*Exercise aim:* The task calls for each line of the records below in which the word "used" appears.

*Dataset entries:*

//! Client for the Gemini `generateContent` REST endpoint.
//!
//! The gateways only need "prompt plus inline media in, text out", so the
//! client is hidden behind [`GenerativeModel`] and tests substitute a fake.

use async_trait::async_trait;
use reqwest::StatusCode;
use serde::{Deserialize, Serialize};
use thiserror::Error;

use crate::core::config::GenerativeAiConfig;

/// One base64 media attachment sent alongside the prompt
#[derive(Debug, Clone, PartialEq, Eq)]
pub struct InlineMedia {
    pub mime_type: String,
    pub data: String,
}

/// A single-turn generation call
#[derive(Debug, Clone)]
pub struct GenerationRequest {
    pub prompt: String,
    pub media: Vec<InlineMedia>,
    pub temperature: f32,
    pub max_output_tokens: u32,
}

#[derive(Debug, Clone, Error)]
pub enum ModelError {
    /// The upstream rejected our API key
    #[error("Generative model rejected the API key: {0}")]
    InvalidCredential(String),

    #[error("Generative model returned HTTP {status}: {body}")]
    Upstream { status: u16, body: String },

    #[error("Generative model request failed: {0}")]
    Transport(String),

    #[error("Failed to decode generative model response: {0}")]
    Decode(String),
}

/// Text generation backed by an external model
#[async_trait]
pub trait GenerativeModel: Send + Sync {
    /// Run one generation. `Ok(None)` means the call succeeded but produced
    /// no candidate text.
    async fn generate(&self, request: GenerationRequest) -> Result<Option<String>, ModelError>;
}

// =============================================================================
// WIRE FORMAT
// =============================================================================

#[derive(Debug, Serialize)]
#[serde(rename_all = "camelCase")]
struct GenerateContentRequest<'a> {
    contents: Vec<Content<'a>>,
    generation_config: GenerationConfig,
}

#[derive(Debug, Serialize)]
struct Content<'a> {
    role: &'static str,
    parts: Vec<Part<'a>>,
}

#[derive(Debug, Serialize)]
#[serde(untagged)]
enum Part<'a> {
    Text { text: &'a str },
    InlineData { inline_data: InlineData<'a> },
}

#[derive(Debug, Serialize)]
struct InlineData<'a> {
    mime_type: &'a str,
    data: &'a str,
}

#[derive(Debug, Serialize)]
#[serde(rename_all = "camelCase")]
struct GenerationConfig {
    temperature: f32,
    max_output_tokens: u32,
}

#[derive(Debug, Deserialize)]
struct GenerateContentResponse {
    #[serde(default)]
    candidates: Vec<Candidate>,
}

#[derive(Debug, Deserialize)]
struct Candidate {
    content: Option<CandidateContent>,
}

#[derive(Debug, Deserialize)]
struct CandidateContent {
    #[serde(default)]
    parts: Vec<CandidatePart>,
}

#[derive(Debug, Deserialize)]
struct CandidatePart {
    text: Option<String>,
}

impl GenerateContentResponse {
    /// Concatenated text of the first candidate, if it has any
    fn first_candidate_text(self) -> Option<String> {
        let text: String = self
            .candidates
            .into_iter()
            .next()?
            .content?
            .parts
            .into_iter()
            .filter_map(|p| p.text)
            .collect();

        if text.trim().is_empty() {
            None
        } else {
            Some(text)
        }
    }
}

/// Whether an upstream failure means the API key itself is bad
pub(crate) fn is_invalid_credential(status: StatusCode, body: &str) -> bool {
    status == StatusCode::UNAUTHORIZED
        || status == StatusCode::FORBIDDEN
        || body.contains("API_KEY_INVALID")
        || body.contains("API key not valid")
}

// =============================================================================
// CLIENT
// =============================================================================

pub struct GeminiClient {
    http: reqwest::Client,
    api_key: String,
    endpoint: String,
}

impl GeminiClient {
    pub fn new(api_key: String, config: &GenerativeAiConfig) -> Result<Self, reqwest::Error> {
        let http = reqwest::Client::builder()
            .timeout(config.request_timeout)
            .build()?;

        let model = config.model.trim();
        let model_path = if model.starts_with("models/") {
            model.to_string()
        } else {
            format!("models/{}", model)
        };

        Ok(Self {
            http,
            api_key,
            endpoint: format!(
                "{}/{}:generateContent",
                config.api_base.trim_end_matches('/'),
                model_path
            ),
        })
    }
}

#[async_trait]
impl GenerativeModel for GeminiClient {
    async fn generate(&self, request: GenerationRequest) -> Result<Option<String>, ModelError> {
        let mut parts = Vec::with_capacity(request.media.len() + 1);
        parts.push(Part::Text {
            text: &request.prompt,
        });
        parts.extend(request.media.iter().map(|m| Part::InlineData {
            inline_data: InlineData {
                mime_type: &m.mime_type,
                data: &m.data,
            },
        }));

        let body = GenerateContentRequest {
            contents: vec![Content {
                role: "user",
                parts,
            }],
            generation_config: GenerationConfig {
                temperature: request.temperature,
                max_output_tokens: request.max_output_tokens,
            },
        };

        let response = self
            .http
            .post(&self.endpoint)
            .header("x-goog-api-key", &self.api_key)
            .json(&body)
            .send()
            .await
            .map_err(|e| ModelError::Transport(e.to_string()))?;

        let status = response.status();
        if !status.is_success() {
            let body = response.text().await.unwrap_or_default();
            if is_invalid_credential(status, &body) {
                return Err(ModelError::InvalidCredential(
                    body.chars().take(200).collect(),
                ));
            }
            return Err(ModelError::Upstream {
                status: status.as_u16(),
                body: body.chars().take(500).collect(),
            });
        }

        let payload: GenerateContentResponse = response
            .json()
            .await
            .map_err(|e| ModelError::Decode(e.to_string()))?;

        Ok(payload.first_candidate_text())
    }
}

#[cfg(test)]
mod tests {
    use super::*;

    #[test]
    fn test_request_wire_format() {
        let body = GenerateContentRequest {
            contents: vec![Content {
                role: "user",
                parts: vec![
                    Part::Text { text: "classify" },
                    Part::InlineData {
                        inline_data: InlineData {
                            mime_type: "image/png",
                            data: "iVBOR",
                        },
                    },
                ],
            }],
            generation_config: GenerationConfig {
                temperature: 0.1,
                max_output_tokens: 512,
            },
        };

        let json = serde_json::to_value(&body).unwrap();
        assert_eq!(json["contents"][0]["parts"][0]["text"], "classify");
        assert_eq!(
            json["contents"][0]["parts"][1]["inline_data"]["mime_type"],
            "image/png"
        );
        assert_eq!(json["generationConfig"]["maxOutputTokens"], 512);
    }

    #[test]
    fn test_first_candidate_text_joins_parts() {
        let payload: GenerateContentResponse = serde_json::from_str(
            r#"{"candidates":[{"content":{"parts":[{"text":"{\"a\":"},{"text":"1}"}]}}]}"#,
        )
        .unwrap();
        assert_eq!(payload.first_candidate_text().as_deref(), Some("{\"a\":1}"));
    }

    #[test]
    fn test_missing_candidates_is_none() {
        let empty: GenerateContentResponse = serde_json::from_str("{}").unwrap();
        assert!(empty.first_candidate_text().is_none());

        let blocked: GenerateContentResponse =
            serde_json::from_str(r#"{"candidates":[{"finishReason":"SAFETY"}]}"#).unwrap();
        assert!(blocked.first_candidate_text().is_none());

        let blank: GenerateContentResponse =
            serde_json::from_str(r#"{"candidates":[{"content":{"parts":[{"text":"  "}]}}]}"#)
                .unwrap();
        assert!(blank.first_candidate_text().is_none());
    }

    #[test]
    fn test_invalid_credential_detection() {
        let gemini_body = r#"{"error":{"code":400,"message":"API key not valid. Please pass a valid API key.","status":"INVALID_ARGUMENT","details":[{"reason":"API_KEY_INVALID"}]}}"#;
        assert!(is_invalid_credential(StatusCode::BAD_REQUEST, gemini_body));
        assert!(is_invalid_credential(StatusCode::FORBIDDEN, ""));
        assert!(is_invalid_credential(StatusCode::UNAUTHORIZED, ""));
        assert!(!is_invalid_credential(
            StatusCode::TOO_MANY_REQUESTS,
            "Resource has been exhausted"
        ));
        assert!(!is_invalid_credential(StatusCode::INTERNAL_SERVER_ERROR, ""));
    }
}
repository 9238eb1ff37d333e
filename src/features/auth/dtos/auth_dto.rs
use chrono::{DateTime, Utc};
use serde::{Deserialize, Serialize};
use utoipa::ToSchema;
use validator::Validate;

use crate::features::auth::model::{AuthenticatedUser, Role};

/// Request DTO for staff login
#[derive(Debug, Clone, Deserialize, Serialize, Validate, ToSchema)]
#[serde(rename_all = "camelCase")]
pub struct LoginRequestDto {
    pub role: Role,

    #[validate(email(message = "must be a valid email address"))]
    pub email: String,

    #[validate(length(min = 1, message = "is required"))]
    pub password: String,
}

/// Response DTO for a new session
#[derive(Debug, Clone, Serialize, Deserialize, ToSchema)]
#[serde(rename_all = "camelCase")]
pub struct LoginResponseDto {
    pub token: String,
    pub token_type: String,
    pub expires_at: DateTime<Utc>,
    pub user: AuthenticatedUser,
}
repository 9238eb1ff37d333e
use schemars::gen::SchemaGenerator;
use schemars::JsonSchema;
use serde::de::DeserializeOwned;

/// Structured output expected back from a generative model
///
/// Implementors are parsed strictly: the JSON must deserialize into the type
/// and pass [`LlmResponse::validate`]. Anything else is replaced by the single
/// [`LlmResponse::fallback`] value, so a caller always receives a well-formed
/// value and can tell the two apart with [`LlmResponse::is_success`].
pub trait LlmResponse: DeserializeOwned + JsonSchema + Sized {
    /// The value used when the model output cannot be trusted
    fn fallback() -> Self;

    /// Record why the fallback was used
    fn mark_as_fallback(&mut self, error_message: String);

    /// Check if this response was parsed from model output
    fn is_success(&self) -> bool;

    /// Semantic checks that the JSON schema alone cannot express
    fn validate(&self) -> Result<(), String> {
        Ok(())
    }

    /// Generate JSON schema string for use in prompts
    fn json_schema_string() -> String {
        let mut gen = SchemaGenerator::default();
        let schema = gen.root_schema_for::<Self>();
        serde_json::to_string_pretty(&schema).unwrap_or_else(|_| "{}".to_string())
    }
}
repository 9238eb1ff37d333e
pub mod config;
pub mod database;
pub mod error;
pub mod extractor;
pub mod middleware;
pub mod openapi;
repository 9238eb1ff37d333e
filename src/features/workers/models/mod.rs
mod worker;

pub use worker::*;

*Response to this exercise:*
    /// The value used when the model output cannot be trusted
    /// Record why the fallback was used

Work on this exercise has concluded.